LE TAAROF, C'EST QUOI ÇA?
17 Octobre 2017 , Rédigé par André Boyer Publié dans #INTERLUDE
Il me semble que le Président Donald Trump n’a pas encore été initié à l’art du taarof, à moins qu’il n’en utilise une forme si recherchée que même les dirigeants iraniens ne le comprennent pas.
Le taarof ? Qu’est ce que cela veut dire ? C’est un terme iranien qui décrit une forme très subtile de communication correspondant à une attitude d’extrême politesse, par laquelle votre interlocuteur essaie de vous montrer son humilité.
Humilité ? C’est sûr, Donald Trump a du travail à faire pour l’atteindre, alors que les Iraniens pratiquent cette forme d’échange verbal au quotidien, avec leur famille, leurs amis et avec les étrangers, qui est l'un des ornements les plus précieux de la culture iranienne.

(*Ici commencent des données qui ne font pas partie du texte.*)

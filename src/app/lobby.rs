use crate::config::GameSettings;
use crate::game::player::Player;
use crate::game::session::Game;
use dashmap::DashMap;
use std::sync::Arc;
use tokio::sync::Mutex;
use uuid::Uuid;

/// Matchmaking: new connections fill the first open game, and a fresh game is opened
/// once every existing one is running or full.
#[derive(Debug)]
pub struct Lobby {
  games: DashMap<String, Arc<Game>>,
  settings: GameSettings,
  max_players: usize,
  joining: Mutex<()>,
}

impl Lobby {
  pub fn new(settings: GameSettings, max_players: usize) -> Self {
    Self {
      games: DashMap::new(),
      settings,
      max_players: max_players.max(1),
      joining: Mutex::new(()),
    }
  }

  /// Seats the player in an open game. Joins are serialized so two connections never
  /// overfill the same game. A game that starts between lookup and join refuses the
  /// player, who is then offered the next open game.
  pub async fn join(&self, player: Player) -> Arc<Game> {
    let _guard = self.joining.lock().await;
    let mut player = player;
    loop {
      let game = self.find_or_create().await;
      match game.join(player).await {
        Ok(()) => return game,
        Err(refused) => {
          tracing::debug!(game_id = %game.id(), "game started before join, retrying");
          player = refused;
        }
      }
    }
  }

  pub async fn find_or_create(&self) -> Arc<Game> {
    self.prune_ended().await;

    let games: Vec<Arc<Game>> = self.games.iter().map(|entry| entry.value().clone()).collect();
    for game in games {
      if game.is_available_to_join().await && game.player_count().await < self.max_players {
        return game;
      }
    }

    let id = Uuid::new_v4().to_string();
    let game = Arc::new(Game::new(id.clone(), self.settings));
    tracing::info!(game_id = %id, "opened game");
    self.games.insert(id, game.clone());
    game
  }

  async fn prune_ended(&self) {
    let games: Vec<Arc<Game>> = self.games.iter().map(|entry| entry.value().clone()).collect();
    for game in games {
      if game.is_ended().await {
        self.games.remove(game.id());
        tracing::debug!(game_id = %game.id(), "pruned ended game");
      }
    }
  }

  pub fn len(&self) -> usize {
    self.games.len()
  }
}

Avec la famille, par exemple.
Imaginez que votre grand-mère vous a invité à déjeuner. Elle demande si vous voulez vous resservir. Elle sait que ce qu’elle vous sert est bon et elle sait aussi que c’est le rôle des grands-mères de vous proposer à manger encore, bien que vous vous soyez déjà resservi trois fois.
C’est là que doit intervenir votre taarof : vous devez toujours commencer par refuser poliment ce genre de proposition ! Si vous acceptez tout de suite, votre comportement pourrait être perçu comme impoli ! Et si ceci s’applique au sein de votre famille, cela s’applique encore plus lorsque vous êtes invité chez une personne en dehors de votre cercle familial.
Donc vous refusez la première fois, et selon les lois du taarof, votre grand-mère vous demandera une seconde fois de vous resservir, tout en veillant à insister un peu plus sur sa proposition. Vous pouvez maintenant soit accepter de vous resservir, soit continuer le taarof un ou plusieurs tours de plus, en refusant poliment sa proposition !
Avec les personnes que vous ne connaissez pas, le taarof s’applique aussi. Supposez que vous voyagiez en Iran, ce que je vous conseille vivement et que je conseille encore plus au Président Donald Trump s’il veut vraiment apprendre le taarof, ce dont je doute pour le moment.
Donc, vous prenez un taxi, vous arrivez à votre destination. Vous demandez à votre chauffeur combien vous lui devez. Eh bien le chauffeur, qui connaît parfaitement l’art du taarof, vous répondra certainement quelque chose comme « Oh vous ne me devez rien, je vous offre la course » ! C’est vrai, je l’ai entendu de mes propres oreilles après une heure de course dans les affreux embouteillages de Téhéran !
Surtout ne le prenez pas au mot, il pratique juste le taarof, il ne s’attend pas à ce que vous quittiez le taxi sans payer la course (Donald, ne sort pas de la voiture, stp). Donc vous devez rester sagement assis dans le taxi et lui poser la question une seconde fois, en disant par exemple « c’est très gentil à vous, merci, mais dites moi s’il vous plaît combien je vous dois? ». Le chauffeur pourra alors vous communiquer le montant, ou continuer de refuser le paiement de la course. Ce qui signifie que vous êtes partis pour un troisième tour de taarof en insistant pour le régler malgré ses dénégations, à l’issue duquel vous pourrez peut-être régler la note et quitter sereinement la voiture, à moins que vous ne soyez contraint à un quatrième tour de taarof.
Maintenant je me tourne vers vous. Vous en savez assez pour commencer à pratiquer le taarof. D'ailleurs, si vous avez été éduqué selon les canons de la politesse française, vous en connaissez les principes avec les "aprés vous", "je n'en ferai rien", "n'insistez pas, je vous prie"...
Donc, soit vous déclenchez vous-même le taarof (avec quelqu’un qui le pratique, sinon vous êtes cuit!) soit vous le recevez. Dans le deuxième cas, vous devez relancer la balle en répondant par un deuxième tour de taarof, du genre « Je vous remercie, mais il n'en est pas question! ».
Votre interlocuteur aura alors le choix entre relancer un nouveau tour de taarof, style « Il n’en est pas question » ou décider de vous céder. S’il rejoue un tour de taarof, ce sera à votre tour de juger si vous mettez les pouces où si vous continuez le taarof en répondant « jamais de la vie » et ainsi de suite.
À la limite, vous pouvez continuer indéfiniment, ou presque, si vous êtes deux à vouloir y jouer, car, il faut en convenir, c’est un formidable exercice d’humilité que vous vous administrez mutuellement grâce au taarof.